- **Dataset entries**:

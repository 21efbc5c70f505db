//! Application-wide constants.
//!
//! This module defines constants used throughout the application,
//! including the application name and the identifier limits of the
//! generated configuration format.

/// The display name of the application (human-readable, with proper capitalization).
pub const APP_NAME: &str = "LazyESP";

/// The binary name of the application (used in command examples, lowercase with hyphens).
pub const APP_BINARY_NAME: &str = "lazyesp";

/// Maximum length of a generated component id.
pub const MAX_ID_LENGTH: usize = 63;

/// Marker line replaced by the imperative display body in hardware templates.
pub const LAMBDA_PLACEHOLDER: &str = "# __LAMBDA_PLACEHOLDER__";

/// Marker line replaced by touch-sensor fragments in hardware templates.
pub const TOUCH_SENSORS_PLACEHOLDER: &str = "# __TOUCH_SENSORS_PLACEHOLDER__";

/// Profile id that requests synthesis from the project's custom hardware fields.
pub const CUSTOM_DEVICE_ID: &str = "custom";

/// Profile used when a project names no device.
pub const DEFAULT_DEVICE_ID: &str = "reterminal_e1001";
//! Import command: rebuild a project from a generated document.

use crate::cli::common::{print_json, CliError, CliResult};
use crate::parser::{import_document, save_project};
use clap::Args;
use std::fs;
use std::path::PathBuf;

/// Rebuild a project from a generated document
#[derive(Debug, Clone, Args)]
pub struct ImportArgs {
    /// Path to a document produced by `compile`
    #[arg(short, long, value_name = "FILE")]
    pub document: PathBuf,

    /// Write the project here instead of stdout
    #[arg(short, long, value_name = "FILE")]
    pub out: Option<PathBuf>,
}

impl ImportArgs {
    /// Execute the import command
    pub fn execute(&self) -> CliResult<()> {
        let text = fs::read_to_string(&self.document).map_err(|e| {
            CliError::io(format!(
                "Failed to read document {}: {e}",
                self.document.display()
            ))
        })?;

        let imported = import_document(&text);
        for line in &imported.skipped {
            eprintln!("⚠ Skipped unreadable annotation: {line}");
        }
        if imported.project.pages.is_empty() {
            return Err(CliError::validation(
                "Document contains no pages or widget annotations",
            ));
        }
        if !imported.has_settings {
            eprintln!("⚠ Document has no project settings line; defaults were used");
        }

        match &self.out {
            Some(path) => {
                save_project(&imported.project, path)
                    .map_err(|e| CliError::io(format!("{e:#}")))?;
                let widgets: usize = imported.project.pages.iter().map(|p| p.widgets.len()).sum();
                eprintln!(
                    "✓ Imported {} page(s), {} widget(s) → {}",
                    imported.project.pages.len(),
                    widgets,
                    path.display()
                );
                Ok(())
            }
            None => print_json(&imported.project),
        }
    }
}
//! Ready-made bars: page navigation and device status.

use super::symbols::glyph;
use super::{
    color_const, prop_px, DirectContext, DirectExport, PluginRegistry, SectionContext,
    WidgetPlugin,
};
use crate::compiler::fonts::FontRegistry;
use crate::compiler::ir::Node;
use crate::hardware::sections::{change_page, ONBOARD_SENSOR_IDS};
use crate::models::{HardwareProfile, Widget};
use anyhow::Result;

pub(super) fn register(registry: &mut PluginRegistry) {
    registry.register(Box::new(NavBarPlugin));
    registry.register(Box::new(SensorBarPlugin));
}

fn background(widget: &Widget, ctx: &mut DirectContext<'_>) {
    let bg = widget.prop_str_or("background_color", "white");
    if bg != "transparent" {
        ctx.push(format!(
            "it.filled_rectangle({}, {}, {}, {}, {});",
            widget.x,
            widget.y,
            widget.width,
            widget.height,
            color_const(&bg)
        ));
    }
    if widget.flag("show_border") {
        ctx.push(format!(
            "it.rectangle({}, {}, {}, {}, {});",
            widget.x,
            widget.y,
            widget.width,
            widget.height,
            color_const(&widget.prop_str_or("border_color", "black"))
        ));
    }
}

// ============================================================================
// template_nav_bar
// ============================================================================

/// Previous / home / next buttons.
///
/// On touch panels with several pages each button also gets a touch area
/// that switches pages.
#[derive(Debug, Default)]
pub struct NavBarPlugin;

/// A navigation button: prop toggling it, glyph, touch id prefix, page expression.
const NAV_BUTTONS: [(&str, &str, &str, &str); 3] = [
    ("show_prev", "F0141", "nav_prev", "id(display_page) - 1"),
    ("show_home", "F02DC", "nav_home", "0"),
    ("show_next", "F0142", "nav_next", "id(display_page) + 1"),
];

impl NavBarPlugin {
    fn buttons(widget: &Widget) -> Vec<(&'static str, &'static str, &'static str)> {
        NAV_BUTTONS
            .iter()
            .filter(|(prop, ..)| widget.prop_bool(prop) != Some(false))
            .map(|&(_, code, id, expression)| (code, id, expression))
            .collect()
    }

    fn icon_size(widget: &Widget) -> u32 {
        prop_px(widget, "icon_size", 24)
    }
}

impl WidgetPlugin for NavBarPlugin {
    fn kind(&self) -> &'static str {
        "template_nav_bar"
    }

    fn direct(&self) -> Option<&dyn DirectExport> {
        Some(self)
    }

    fn collect_requirements(&self, widget: &Widget, fonts: &mut FontRegistry) {
        let size = Self::icon_size(widget);
        for (code, ..) in Self::buttons(widget) {
            fonts.track_icon(code, size);
        }
    }

    fn on_export_binary_sensors(&self, ctx: &mut SectionContext<'_>) {
        let profile = ctx.profile;
        let has_touch = profile.features.touch || profile.touch.is_some();
        if !has_touch || ctx.page_count < 2 || ctx.toolkit_mode {
            return;
        }
        let mut areas = Vec::new();
        for widget in ctx.widgets_of("template_nav_bar") {
            let buttons = Self::buttons(widget);
            let n = buttons.len() as i32;
            for (i, (_, prefix, expression)) in (0_i32..).zip(buttons) {
                let x_min = widget.x + widget.width * i / n;
                let x_max = widget.x + widget.width * (i + 1) / n;
                areas.push(
                    Node::map()
                        .with("platform", Node::scalar("touchscreen"))
                        .with("id", Node::scalar(format!("{prefix}_{}", widget.id)))
                        .with("touchscreen_id", Node::scalar("my_touchscreen"))
                        .with("x_min", Node::scalar(x_min))
                        .with("x_max", Node::scalar(x_max))
                        .with("y_min", Node::scalar(widget.y))
                        .with("y_max", Node::scalar(widget.y + widget.height))
                        .with("on_press", change_page(expression)),
                );
            }
        }
        for area in areas {
            ctx.push_item(area);
        }
    }
}

impl DirectExport for NavBarPlugin {
    fn export(&self, widget: &Widget, ctx: &mut DirectContext<'_>) -> Result<()> {
        background(widget, ctx);
        let buttons = Self::buttons(widget);
        if buttons.is_empty() {
            return Ok(());
        }
        let font = ctx.icon_font(Self::icon_size(widget));
        let color = color_const(&widget.prop_str_or("color", "black"));
        let n = buttons.len() as i32;
        let cy = widget.y + widget.height / 2;
        for (i, (code, ..)) in (0_i32..).zip(buttons) {
            let cx = widget.x + widget.width * (2 * i + 1) / (2 * n);
            ctx.push(format!(
                "it.print({cx}, {cy}, id({font}), {color}, TextAlign::CENTER, \"{}\");",
                glyph(code)
            ));
        }
        Ok(())
    }
}

// ============================================================================
// template_sensor_bar
// ============================================================================

/// Status strip with Wi-Fi strength, on-board climate and battery level.
///
/// Readings the profile cannot provide are left out.
#[derive(Debug, Default)]
pub struct SensorBarPlugin;

/// One reading on the bar.
struct Reading {
    glyph: &'static str,
    sensor: &'static str,
    format: &'static str,
    value: String,
}

impl Reading {
    fn new(glyph: &'static str, sensor: &'static str, format: &'static str) -> Self {
        Self {
            glyph,
            sensor,
            format,
            value: format!("id({sensor}).state"),
        }
    }
}

impl SensorBarPlugin {
    fn readings(widget: &Widget, profile: &HardwareProfile) -> Vec<Reading> {
        let show = |prop: &str| widget.prop_bool(prop) != Some(false);
        let mut readings = Vec::new();
        if show("show_wifi") {
            readings.push(Reading::new("F05A9", "wifi_signal_dbm", "%.0fdB"));
        }
        if profile.features.onboard_sensors {
            let [temperature, humidity] = ONBOARD_SENSOR_IDS;
            if show("show_temperature") {
                let fahrenheit = widget.prop_str_or("temperature_unit", "°C").ends_with('F');
                let mut reading = Reading::new(
                    "F050F",
                    temperature,
                    if fahrenheit { "%.1f°F" } else { "%.1f°C" },
                );
                if fahrenheit {
                    reading.value = format!("id({temperature}).state * 9.0 / 5.0 + 32.0");
                }
                readings.push(reading);
            }
            if show("show_humidity") {
                readings.push(Reading::new("F058E", humidity, "%.0f%%"));
            }
        }
        if profile.features.battery && profile.pins.battery_adc.is_some() && show("show_battery")
        {
            readings.push(Reading::new("F0079", "battery_level", "%.0f%%"));
        }
        readings
    }

    fn sizes(widget: &Widget) -> (u32, u32) {
        (prop_px(widget, "icon_size", 20), prop_px(widget, "font_size", 14))
    }
}

impl WidgetPlugin for SensorBarPlugin {
    fn kind(&self) -> &'static str {
        "template_sensor_bar"
    }

    fn direct(&self) -> Option<&dyn DirectExport> {
        Some(self)
    }

    fn collect_requirements(&self, widget: &Widget, fonts: &mut FontRegistry) {
        let (icon, text) = Self::sizes(widget);
        fonts.add_font(&widget.prop_str_or("font_family", "Roboto"), 400, text, false);
        for code in ["F05A9", "F050F", "F058E", "F0079"] {
            fonts.track_icon(code, icon);
        }
    }

    fn on_export_numeric_sensors(&self, ctx: &mut SectionContext<'_>) {
        if ctx
            .widgets_of("template_sensor_bar")
            .any(|w| w.prop_bool("show_wifi") != Some(false))
        {
            ctx.push_item(
                Node::map()
                    .with("platform", Node::scalar("wifi_signal"))
                    .with("name", Node::quoted("WiFi Signal"))
                    .with("id", Node::scalar("wifi_signal_dbm"))
                    .with("update_interval", Node::scalar("60s")),
            );
        }
    }
}

impl DirectExport for SensorBarPlugin {
    fn export(&self, widget: &Widget, ctx: &mut DirectContext<'_>) -> Result<()> {
        background(widget, ctx);
        let readings = Self::readings(widget, ctx.profile);
        if readings.is_empty() {
            return Ok(());
        }
        let (icon_size, text_size) = Self::sizes(widget);
        let icon_font = ctx.icon_font(icon_size);
        let font = ctx.font(
            &widget.prop_str_or("font_family", "Roboto"),
            400,
            text_size,
            false,
        );
        let color = color_const(&widget.prop_str_or("color", "black"));
        let n = readings.len() as i32;
        let cy = widget.y + widget.height / 2;
        let text_offset = icon_size as i32 + 4;
        for (i, reading) in (0_i32..).zip(readings) {
            let x = widget.x + widget.width * i / n + 4;
            ctx.push(format!(
                "it.print({x}, {cy}, id({icon_font}), {color}, TextAlign::CENTER_LEFT, \"{}\");",
                glyph(reading.glyph)
            ));
            ctx.push(format!("if (id({}).has_state()) {{", reading.sensor));
            ctx.push(format!(
                "  it.printf({}, {cy}, id({font}), {color}, TextAlign::CENTER_LEFT, \"{}\", {});",
                x + text_offset,
                reading.format,
                reading.value
            ));
            ctx.push("}");
        }
        Ok(())
    }
}

#[cfg(test)]
mod tests {
    use super::*;
    use crate::compiler::entities::EntityTable;
    use crate::models::Resolution;
    use crate::plugins::PluginWidget;

    fn lcd() -> HardwareProfile {
        let mut p = HardwareProfile::new("t", "T", "esp32", "st7789v", Resolution::default());
        p.features.lcd = true;
        p
    }

    fn direct(
        plugin: &dyn DirectExport,
        widget: &Widget,
        profile: &HardwareProfile,
    ) -> Vec<String> {
        let table = EntityTable::new();
        let mut fonts = FontRegistry::new();
        let mut ctx = DirectContext::new(&mut fonts, &table, profile);
        plugin.export(widget, &mut ctx).unwrap();
        ctx.into_lines()
    }

    fn binary(
        widget: &Widget,
        profile: &HardwareProfile,
        toolkit: bool,
        pages: usize,
    ) -> Vec<Node> {
        let widgets = [PluginWidget {
            kind: "template_nav_bar",
            page: 0,
            widget,
        }];
        let mut table = EntityTable::new();
        let mut ctx = SectionContext::new(&widgets, &mut table, profile, toolkit, pages);
        NavBarPlugin.on_export_binary_sensors(&mut ctx);
        ctx.into_parts().0
    }

    #[test]
    fn test_nav_bar_spaces_buttons_evenly() {
        let w = Widget::new("nav", "template_nav_bar", 0, 200, 300, 40);
        let lines = direct(&NavBarPlugin, &w, &lcd());
        assert_eq!(lines[0], "it.filled_rectangle(0, 200, 300, 40, COLOR_WHITE);");
        assert_eq!(
            lines[1],
            "it.print(50, 220, id(font_material_design_icons_400_24), COLOR_BLACK, \
            TextAlign::CENTER, \"\\U000F0141\");"
        );
        assert!(lines[2].starts_with("it.print(150, 220,"));
        assert!(lines[3].ends_with("\"\\U000F0142\");"));
    }

    #[test]
    fn test_nav_bar_hides_home() {
        let w = Widget::new("nav", "template_nav_bar", 0, 0, 200, 40)
            .with_prop("show_home", false)
            .with_prop("background_color", "transparent");
        let lines = direct(&NavBarPlugin, &w, &lcd());
        assert_eq!(lines.len(), 2);
        assert!(lines[0].starts_with("it.print(50, 20,"));
        assert!(lines[1].starts_with("it.print(150, 20,"));
    }

    #[test]
    fn test_nav_bar_touch_areas() {
        let mut profile = lcd();
        profile.features.touch = true;
        let w = Widget::new("nav", "template_nav_bar", 0, 200, 300, 40);

        let areas = binary(&w, &profile, false, 3);
        assert_eq!(areas.len(), 3);
        assert_eq!(areas[1].get("id").and_then(Node::as_scalar), Some("nav_home_nav"));
        assert_eq!(areas[1].get("x_min").and_then(Node::as_scalar), Some("100"));
        assert_eq!(areas[2].get("y_max").and_then(Node::as_scalar), Some("240"));
        assert_eq!(areas[0].get("on_press"), Some(&change_page("id(display_page) - 1")));

        assert!(binary(&w, &profile, false, 1).is_empty());
        assert!(binary(&w, &profile, true, 3).is_empty());
        assert!(binary(&w, &lcd(), false, 3).is_empty());
    }

    #[test]
    fn test_sensor_bar_only_wifi_without_onboard_sensors() {
        let w = Widget::new("bar", "template_sensor_bar", 0, 0, 320, 30);
        let lines = direct(&SensorBarPlugin, &w, &lcd());
        assert!(lines.iter().any(|l| l.contains("id(wifi_signal_dbm).state")));
        assert!(!lines.iter().any(|l| l.contains("onboard_temperature")));
        assert!(!lines.iter().any(|l| l.contains("battery_level")));
    }

    #[test]
    fn test_sensor_bar_with_onboard_readings_in_fahrenheit() {
        let mut profile = lcd();
        profile.features.onboard_sensors = true;
        profile.features.battery = true;
        profile.pins.battery_adc = Some("GPIO1".to_string());
        let w = Widget::new("bar", "template_sensor_bar", 0, 0, 400, 30)
            .with_prop("temperature_unit", "°F")
            .with_prop("show_wifi", false);
        let lines = direct(&SensorBarPlugin, &w, &profile);
        assert!(lines.contains(&"if (id(onboard_temperature).has_state()) {".to_string()));
        let converted = "\"%.1f°F\", id(onboard_temperature).state * 9.0 / 5.0 + 32.0);";
        assert!(lines.iter().any(|l| l.contains(converted)));
        assert!(lines.iter().any(|l| l.starts_with("it.print(270, 15,")));
        assert!(lines.iter().any(|l| l.contains("id(battery_level).state")));
        assert!(!lines.iter().any(|l| l.contains("wifi_signal_dbm")));
    }

    #[test]
    fn test_sensor_bar_declares_wifi_sensor() {
        let w = Widget::new("bar", "template_sensor_bar", 0, 0, 320, 30);
        let widgets = [PluginWidget {
            kind: "template_sensor_bar",
            page: 0,
            widget: &w,
        }];
        let profile = lcd();
        let mut table = EntityTable::new();
        let mut ctx = SectionContext::new(&widgets, &mut table, &profile, false, 1);
        SensorBarPlugin.on_export_numeric_sensors(&mut ctx);
        let (items, _) = ctx.into_parts();
        assert_eq!(items.len(), 1);
        assert_eq!(items[0].get("platform").and_then(Node::as_scalar), Some("wifi_signal"));
    }
}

- **Exercise instructions**: Look through the entries above. Copy each line in which the string "CliError" occurs.

- **Your solution**:
use crate::cli::common::{print_json, CliError, CliResult};
            CliError::io(format!(
            return Err(CliError::validation(
                    .map_err(|e| CliError::io(format!("{e:#}")))?;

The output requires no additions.